Adrien Monteleone adrien.monteleone at lusfiber.net
Tue May 15 14:22:58 EDT 2018


Rufus,

The date issue is handled by the suggestion offered by Kate. You need an intermediary account.

I assist a family business with their books and we use both an ‘undeposited funds’ account (for checks received) and a ‘check clearing’ account to handle these ‘in-transit’ states until the funds end up at their final resting place. I was about to suggest as much, but kept reading the thread and realized she beat me to it. I’ve seen that approach (and no others) suggested many places so my guess is that it is fairly standard practice. (plus her CPA creds attest to that)

When you write the check, that will get the date you write it, into the account you wrote the check on.

When you confirm the deposit, that is a separate transaction with it’s own date from the clearing account to the other checking/savings account you wrote the check to.

I’m not sure what others do but I put check numbers on transactions when I receive a check as well as issue one. I see it just as a document number, a reference number. I don’t consider the number itself to be anything special. What makes it a ‘deposit’ is if it is a debit to a checking/savings asset, not the existence of a reference number.

Note, a withdrawal of funds might also have some sort of reference/transaction number. I’d put that in the same field in such a case. It’s just a reference to the document evidencing the transaction.

In your case, you’re doing both the writing and receiving, but the process is otherwise the same.

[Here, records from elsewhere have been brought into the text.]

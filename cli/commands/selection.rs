use crate::cli_args::SelectionAction;
use crate::output::{print_json, print_success, relative_display};
use crate::{Session, apply_selection_opts, scan_project};
use anyhow::{Context, Result};
use codepack_core::{apply_selection, load_selection_csv, save_selection_csv};
use colored::*;
use serde::Serialize;

#[derive(Debug, Serialize)]
struct LoadReport {
    matched: usize,
    selected: Vec<String>,
    missing: Vec<String>,
}

pub fn handle_selection_command(
    action: SelectionAction,
    session: &mut Session,
    quiet: bool,
) -> Result<()> {
    match action {
        SelectionAction::Save {
            csv,
            scan,
            selection,
        } => {
            let (root, mut scanner) = scan_project(session, &scan)?;
            apply_selection_opts(session, &mut scanner, &root, &selection)?;
            let written = save_selection_csv(scanner.files(), &root, &csv)
                .with_context(|| format!("Failed to write selection to {}", csv.display()))?;
            print_success(
                &format!(
                    "{} selected files saved to {}",
                    written,
                    csv.display().to_string().blue()
                ),
                quiet,
            );
        }
        SelectionAction::Load { csv, scan, format } => {
            let (root, mut scanner) = scan_project(session, &scan)?;
            let paths = load_selection_csv(&csv, &root)
                .with_context(|| format!("Failed to read selection from {}", csv.display()))?;
            let report = apply_selection(&mut scanner, &paths);
            let load_report = LoadReport {
                matched: report.matched,
                selected: scanner
                    .selected_files()
                    .iter()
                    .map(|f| relative_display(&f.path, &root))
                    .collect(),
                missing: report
                    .missing
                    .iter()
                    .map(|p| p.display().to_string())
                    .collect(),
            };

            if format.is_json() {
                return print_json(&load_report);
            }
            for path in &load_report.selected {
                println!("{} {}", "+".green(), path);
            }
            for path in &load_report.missing {
                println!("{} {}", "?".yellow(), path.dimmed());
            }
            if !quiet {
                println!(
                    "{} of {} listed files found in the scan.",
                    load_report.matched.to_string().cyan(),
                    paths.len().to_string().cyan()
                );
            }
        }
    }
    Ok(())
}
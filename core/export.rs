use crate::descriptor::FileDescriptor;
use crate::error::{AppError, Result};
use crate::extensions::ExtensionRegistry;
use indexmap::IndexMap;
use serde::{Deserialize, Serialize};
use std::fmt;
use std::fs::{self, File};
use std::io::{BufWriter, Write};
use std::path::{Component, Path, PathBuf};

pub const UTF8_BOM: [u8; 3] = [0xEF, 0xBB, 0xBF];
pub const SEPARATOR_WIDTH: usize = 80;
pub const READ_ERROR_PREFIX: &str = "File read error: ";
pub const FOLDER_FALLBACK_GROUP: &str = "root";
pub const LAYER_FALLBACK_GROUP: &str = "other";

#[derive(Debug, Clone, Copy, PartialEq, Eq, Hash, Serialize, Deserialize)]
#[serde(rename_all = "lowercase")]
pub enum GroupBy {
    /// Immediate parent directory name.
    Folder,
    /// Detected layer name.
    Layer,
}

impl fmt::Display for GroupBy {
    fn fmt(&self, f: &mut fmt::Formatter<'_>) -> fmt::Result {
        match self {
            GroupBy::Folder => f.write_str("folder"),
            GroupBy::Layer => f.write_str("layer"),
        }
    }
}

/// Writes selected files into one BOM-prefixed text file per group.
#[derive(Debug, Clone)]
pub struct Exporter {
    registry: ExtensionRegistry,
}

impl Exporter {
    pub fn new(registry: ExtensionRegistry) -> Self {
        Self { registry }
    }

    /// Returns the produced file for every non-empty group, in order of first
    /// occurrence. A file that cannot be read becomes an error record; only
    /// failures to write the output abort the export.
    pub fn export_files(
        &self,
        files: &[FileDescriptor],
        output_dir: &Path,
        group_by: Option<GroupBy>,
        custom_name: Option<&str>,
    ) -> Result<IndexMap<String, PathBuf>> {
        fs::create_dir_all(output_dir).map_err(|e| AppError::DirCreation {
            path: output_dir.to_path_buf(),
            source: e,
        })?;

        let groups = group_files(files, group_by, custom_name);
        log::info!(
            "Exporting {} files in {} groups to {}",
            files.len(),
            groups.len(),
            output_dir.display()
        );

        let mut exported = IndexMap::new();
        for (group_name, group) in groups {
            if group.is_empty() {
                continue;
            }
            let target = output_dir.join(format!("{}.txt", sanitize_group_name(&group_name)));
            self.write_group(&target, &group)?;
            log::debug!(
                "Group '{}' ({} files) written to {}",
                group_name,
                group.len(),
                target.display()
            );
            exported.insert(group_name, target);
        }
        Ok(exported)
    }

    fn write_group(&self, target: &Path, group: &[&FileDescriptor]) -> Result<()> {
        let write_err = |e: std::io::Error| AppError::FileWrite {
            path: target.to_path_buf(),
            source: e,
        };
        let mut out = BufWriter::new(File::create(target).map_err(write_err)?);
        out.write_all(&UTF8_BOM).map_err(write_err)?;

        let reference = group
            .first()
            .and_then(|f| f.path.parent())
            .and_then(Path::parent)
            .map(Path::to_path_buf)
            .unwrap_or_default();

        for file in group {
            let record = match fs::read_to_string(&file.path) {
                Ok(content) => {
                    let content = self.registry.process_content(&file.path, &content);
                    format_record(&display_path(&file.path, &reference), &content)
                }
                Err(e) => {
                    log::warn!("Could not read {} for export: {}", file.path.display(), e);
                    format_record(
                        &file.path.to_string_lossy(),
                        &format!("{}{}", READ_ERROR_PREFIX, e),
                    )
                }
            };
            out.write_all(record.as_bytes()).map_err(write_err)?;
        }
        out.flush().map_err(write_err)
    }
}

fn group_files<'a>(
    files: &'a [FileDescriptor],
    group_by: Option<GroupBy>,
    custom_name: Option<&str>,
) -> IndexMap<String, Vec<&'a FileDescriptor>> {
    let mut groups: IndexMap<String, Vec<&FileDescriptor>> = IndexMap::new();
    match group_by {
        None => {
            let name = custom_name
                .filter(|n| !n.is_empty())
                .map(str::to_string)
                .unwrap_or_else(|| {
                    format!("export_{}", chrono::Local::now().format("%Y%m%d_%H%M%S"))
                });
            groups.insert(name, files.iter().collect());
        }
        Some(GroupBy::Folder) => {
            for file in files {
                let key = if file.parent_folder.is_empty() {
                    FOLDER_FALLBACK_GROUP.to_string()
                } else {
                    file.parent_folder.clone()
                };
                groups.entry(key).or_default().push(file);
            }
        }
        Some(GroupBy::Layer) => {
            for file in files {
                let key = file
                    .layer_name
                    .clone()
                    .unwrap_or_else(|| LAYER_FALLBACK_GROUP.to_string());
                groups.entry(key).or_default().push(file);
            }
        }
    }
    groups
}

/// Keeps alphanumerics, `-` and `_`; everything else becomes `_`.
pub fn sanitize_group_name(name: &str) -> String {
    name.chars()
        .map(|c| {
            if c.is_alphanumeric() || c == '-' || c == '_' {
                c
            } else {
                '_'
            }
        })
        .collect()
}

/// Backslash-joined path starting at the last segment of `reference`.
pub fn display_path(path: &Path, reference: &Path) -> String {
    fn segments(p: &Path) -> Vec<String> {
        p.components()
            .filter_map(|c| match c {
                Component::Normal(s) => Some(s.to_string_lossy().into_owned()),
                _ => None,
            })
            .collect()
    }
    let skip = segments(reference).len().saturating_sub(1);
    let parts = segments(path);
    let tail = parts.get(skip..).unwrap_or(&[]);
    format!("\\{}", tail.join("\\"))
}

pub fn format_record(display_path: &str, content: &str) -> String {
    let rule = "=".repeat(SEPARATOR_WIDTH);
    format!("Path: {}\nCode:\n{}\n\n{}\n\n", display_path, content, rule)
}

#[cfg(test)]
mod tests {
    use super::*;
    use tempfile::TempDir;

    fn exporter() -> Exporter {
        Exporter::new(ExtensionRegistry::with_defaults([".py", ".ts", ".java"]))
    }

    fn write(root: &Path, rel: &str, content: &str) -> FileDescriptor {
        let path = root.join(rel);
        fs::create_dir_all(path.parent().unwrap()).unwrap();
        fs::write(&path, content).unwrap();
        FileDescriptor::stat(path).unwrap()
    }

    #[test]
    fn sanitizes_names() {
        assert_eq!(sanitize_group_name("my group/v1.2"), "my_group_v1_2");
        assert_eq!(sanitize_group_name("kök-dir_ok"), "kök-dir_ok");
    }

    #[test]
    fn display_path_starts_at_grandparent_name() {
        let reference = Path::new("/work/proj");
        assert_eq!(
            display_path(Path::new("/work/proj/src/a.py"), reference),
            "\\proj\\src\\a.py"
        );
        assert_eq!(
            display_path(Path::new("/work/proj/src/deep/b.py"), reference),
            "\\proj\\src\\deep\\b.py"
        );
    }

    #[test]
    fn record_layout() {
        let record = format_record("\\a\\b.py", "x = 1");
        let expected = format!("Path: \\a\\b.py\nCode:\nx = 1\n\n{}\n\n", "=".repeat(80));
        assert_eq!(record, expected);
    }

    #[test]
    fn single_group_keeps_order_and_applies_transforms() {
        let src = TempDir::new().unwrap();
        let out = TempDir::new().unwrap();
        let files = vec![
            write(src.path(), "proj/src/z.py", "print('z')"),
            write(src.path(), "proj/src/Main.java", "package p;\nimport q.R;\nclass Main {}"),
            write(src.path(), "proj/src/a.py", "print('a')"),
        ];

        let result = exporter()
            .export_files(&files, out.path(), None, Some("bundle v1"))
            .unwrap();
        assert_eq!(result.len(), 1);
        let produced = &result["bundle v1"];
        assert_eq!(produced, &out.path().join("bundle_v1.txt"));

        let bytes = fs::read(produced).unwrap();
        assert_eq!(&bytes[..3], &UTF8_BOM);
        let text = String::from_utf8(bytes[3..].to_vec()).unwrap();
        assert_eq!(text.matches("Path: ").count(), 3);
        let z = text.find("\\proj\\src\\z.py").unwrap();
        let main = text.find("\\proj\\src\\Main.java").unwrap();
        let a = text.find("\\proj\\src\\a.py").unwrap();
        assert!(z < main && main < a);
        assert!(text.contains("Code:\nclass Main {}\n"));
        assert!(!text.contains("import q.R;"));
    }

    #[test]
    fn default_name_uses_timestamp() {
        let src = TempDir::new().unwrap();
        let out = TempDir::new().unwrap();
        let files = vec![write(src.path(), "a/b.py", "")];
        let result = exporter()
            .export_files(&files, out.path(), None, Some(""))
            .unwrap();
        let name = result.keys().next().unwrap();
        assert!(name.starts_with("export_"));
        assert_eq!(name.len(), "export_20240101_120000".len());
    }

    #[test]
    fn groups_by_layer_with_fallback() {
        let src = TempDir::new().unwrap();
        let out = TempDir::new().unwrap();
        let files = vec![
            write(src.path(), "app/web/index.ts", "1"),
            write(src.path(), "app/service/s.py", "2"),
            write(src.path(), "app/web/other.ts", "3"),
        ];
        let result = exporter()
            .export_files(&files, out.path(), Some(GroupBy::Layer), None)
            .unwrap();
        let keys: Vec<_> = result.keys().cloned().collect();
        assert_eq!(keys, vec!["other", "service"]);
        let other = fs::read_to_string(&result["other"]).unwrap();
        assert_eq!(other.matches("Path: ").count(), 2);
    }

    #[test]
    fn files_without_parent_folder_group_under_root() {
        let src = TempDir::new().unwrap();
        let out = TempDir::new().unwrap();
        let loose = FileDescriptor::from_path("no_such_loose_file.py");
        assert!(loose.parent_folder.is_empty());
        let files = vec![loose, write(src.path(), "lib/b.py", "b = 1")];

        let result = exporter()
            .export_files(&files, out.path(), Some(GroupBy::Folder), None)
            .unwrap();
        let keys: Vec<_> = result.keys().cloned().collect();
        assert_eq!(keys, vec![FOLDER_FALLBACK_GROUP, "lib"]);
        assert_eq!(result["root"], out.path().join("root.txt"));

        let root_text = fs::read_to_string(&result["root"]).unwrap();
        assert!(root_text.contains("Path: \\no_such_loose_file.py\n"));
        assert!(root_text.contains(READ_ERROR_PREFIX));
    }

    #[test]
    fn empty_selection_produces_nothing() {
        let out = TempDir::new().unwrap();
        let result = exporter()
            .export_files(&[], out.path(), Some(GroupBy::Folder), None)
            .unwrap();
        assert!(result.is_empty());
        assert_eq!(fs::read_dir(out.path()).unwrap().count(), 0);
    }
}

If you’re not using the clearing account (and thus still not going to get different dates) you’ll see something like this:

1/1/18	12345	Bank ABC
		transfer by check	Assets:Savings			$100
					Assets:Checking		$100

If you were using the clearing account:

First the initial draft:

1/1/18	12345	Bank ABC
		transfer by check	Assets:Savings			$100
					Assets:Check Clearing	$100
	
Then the acknowledgement that the check was received by the other bank:

1/4/18	12345	Bank XYZ
		transfer by check	Assets:Check Clearing		$100
					Assets:Checking		$100

You could alternately put the check number in the Action field instead of the Num field. A reason might be to either repurpose the Num field, or for the case of multiple drafts:

1/1/18		Bank ABC
	12345	transfer by check	Assets:Savings			$100
	67890	transfer by check	Assets:Money Market		$100
					Assets:Check Clearing	$200

In my case, I repurpose the Num field as a time entry. (since GnuCash doesn’t have a time-stamp entry field, though it internally does use one) This way, I can enter transactions in any order and still have them appear in my register as they really happened. (this is most important for cash accounts, but can be useful elsewhere, so I just use this 100% as a habit)

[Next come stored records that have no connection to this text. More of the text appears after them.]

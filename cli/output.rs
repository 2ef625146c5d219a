use anyhow::{Context, Result};
use byte_unit::{Byte, UnitType};
use codepack_core::{FileDescriptor, GitChanges, Template, status_of};
use colored::*;
use comfy_table::{Cell, CellAlignment, Color, ContentArrangement, Table, presets::UTF8_FULL};
use serde::Serialize;
use std::io::{self, Write};
use std::path::Path;

pub fn readable_size(bytes: u64) -> String {
    Byte::from_u64(bytes)
        .get_appropriate_unit(UnitType::Binary)
        .to_string()
}

pub fn relative_display(path: &Path, root: &Path) -> String {
    pathdiff::diff_paths(path, root)
        .unwrap_or_else(|| path.to_path_buf())
        .to_string_lossy()
        .into_owned()
}

pub fn print_json<T: Serialize + ?Sized>(data: &T) -> Result<()> {
    let content = serde_json::to_string_pretty(data).context("Failed to serialize output")?;
    write_to_stdout(&content)
}

pub fn write_to_stdout(content: &str) -> Result<()> {
    let stdout = io::stdout();
    let mut handle = stdout.lock();
    handle
        .write_all(content.as_bytes())
        .context("Failed to write to stdout")?;
    if !content.ends_with('\n') {
        handle
            .write_all(b"\n")
            .context("Failed to write newline to stdout")?;
    }
    handle.flush().context("Failed to flush stdout")?;
    Ok(())
}

pub fn print_success(message: &str, quiet: bool) {
    if !quiet {
        println!("{} {}", "✅".green(), message);
    }
}

pub fn print_files_table(files: &[&FileDescriptor], root: &Path, git: Option<&GitChanges>) {
    let mut table = Table::new();
    table
        .load_preset(UTF8_FULL)
        .set_content_arrangement(ContentArrangement::Dynamic);
    let mut header = vec![
        Cell::new("Path").fg(Color::Green),
        Cell::new("Layer").fg(Color::Green),
        Cell::new("Size").fg(Color::Green),
        Cell::new("Selected").fg(Color::Green),
    ];
    if git.is_some() {
        header.push(Cell::new("Git").fg(Color::Green));
    }
    table.set_header(header);

    for file in files {
        let mut row = vec![
            Cell::new(relative_display(&file.path, root)).fg(Color::Cyan),
            Cell::new(file.layer_name.as_deref().unwrap_or("-")),
            Cell::new(readable_size(file.size))
                .set_alignment(CellAlignment::Right)
                .fg(Color::DarkGrey),
            Cell::new(if file.is_selected { "yes" } else { "" }),
        ];
        if let Some(changes) = git {
            row.push(Cell::new(status_of(changes, &file.path).to_string()));
        }
        table.add_row(row);
    }
    println!("{table}");
}

pub fn print_templates_table<'a>(templates: impl Iterator<Item = &'a Template>) {
    let mut table = Table::new();
    table
        .load_preset(UTF8_FULL)
        .set_content_arrangement(ContentArrangement::Dynamic);
    table.set_header(vec![
        Cell::new("Name").fg(Color::Green),
        Cell::new("Description").fg(Color::Green),
        Cell::new("Extensions").fg(Color::Green),
        Cell::new("Folders").fg(Color::Green),
        Cell::new("Layers").fg(Color::Green),
        Cell::new("Group By").fg(Color::Green),
    ]);
    for template in templates {
        table.add_row(vec![
            Cell::new(&template.name).fg(Color::Cyan),
            Cell::new(&template.description),
            Cell::new(template.file_patterns.join(", ")),
            Cell::new(template.folder_patterns.join(", ")),
            Cell::new(template.layer_patterns.join(", ")),
            Cell::new(
                template
                    .export_settings
                    .group_by
                    .map_or_else(|| "none".to_string(), |g| g.to_string()),
            ),
        ]);
    }
    println!("{table}");
}

pub fn print_template_details(template: &Template) {
    let list = |values: &[String]| {
        if values.is_empty() {
            "(any)".dimmed().to_string()
        } else {
            values.join(", ").cyan().to_string()
        }
    };
    println!("{:<16} {}", "Name:".green(), template.name.cyan().bold());
    println!("{:<16} {}", "Description:".green(), template.description);
    println!("{:<16} {}", "Extensions:".green(), list(&template.file_patterns));
    println!("{:<16} {}", "Folders:".green(), list(&template.folder_patterns));
    println!("{:<16} {}", "Layers:".green(), list(&template.layer_patterns));
    println!(
        "{:<16} {}",
        "Group By:".green(),
        template
            .export_settings
            .group_by
            .map_or_else(|| "none".to_string(), |g| g.to_string())
    );
    println!(
        "{:<16} {}",
        "Custom Naming:".green(),
        template.export_settings.custom_naming
    );
}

My version would be something like this:

1/1/18	1425t	Bank ABC
	12345	transfer by check	Assets:Savings			$100
	67890	transfer by check	Assets:Money Market		$100
					Assets:Check Clearing	$200

The ‘1425t’ would indicate I conducted this transaction at 2:25pm that day. The ’t’ distinguishes the number from a check or other reference number as being a time, and I use 24 hour notation since the sorting algorithm in GnuCash on this field stops once it encounters a non-numeric so I can’t use any am/pm designation or a ‘:’. Now that I’ve placed a time in the Num field, I can’t use it for a check number, so I use the Action fields for that on each relevant split line.

You could instead use the Action field with one of the preset actions that might make the transaction more readable and structured (its intended purpose) and then place the check/transaction number in the split’s memo field. Either way, that number will still be searchable.,

1/1/18	1425t	 Bank ABC
	Transfer by check #12345	Assets:Savings			$100
	Transfer by check #67890	Assets:Money Market		$100
					Assets:Check Clearing	$200

If the account is of type ‘Bank’ you’ll have a nice list in the Action drop down of bank-related actions, or if you want an action that isn’t listed in the drop down, or the type isn’t ‘Bank' you can always just type the action you want.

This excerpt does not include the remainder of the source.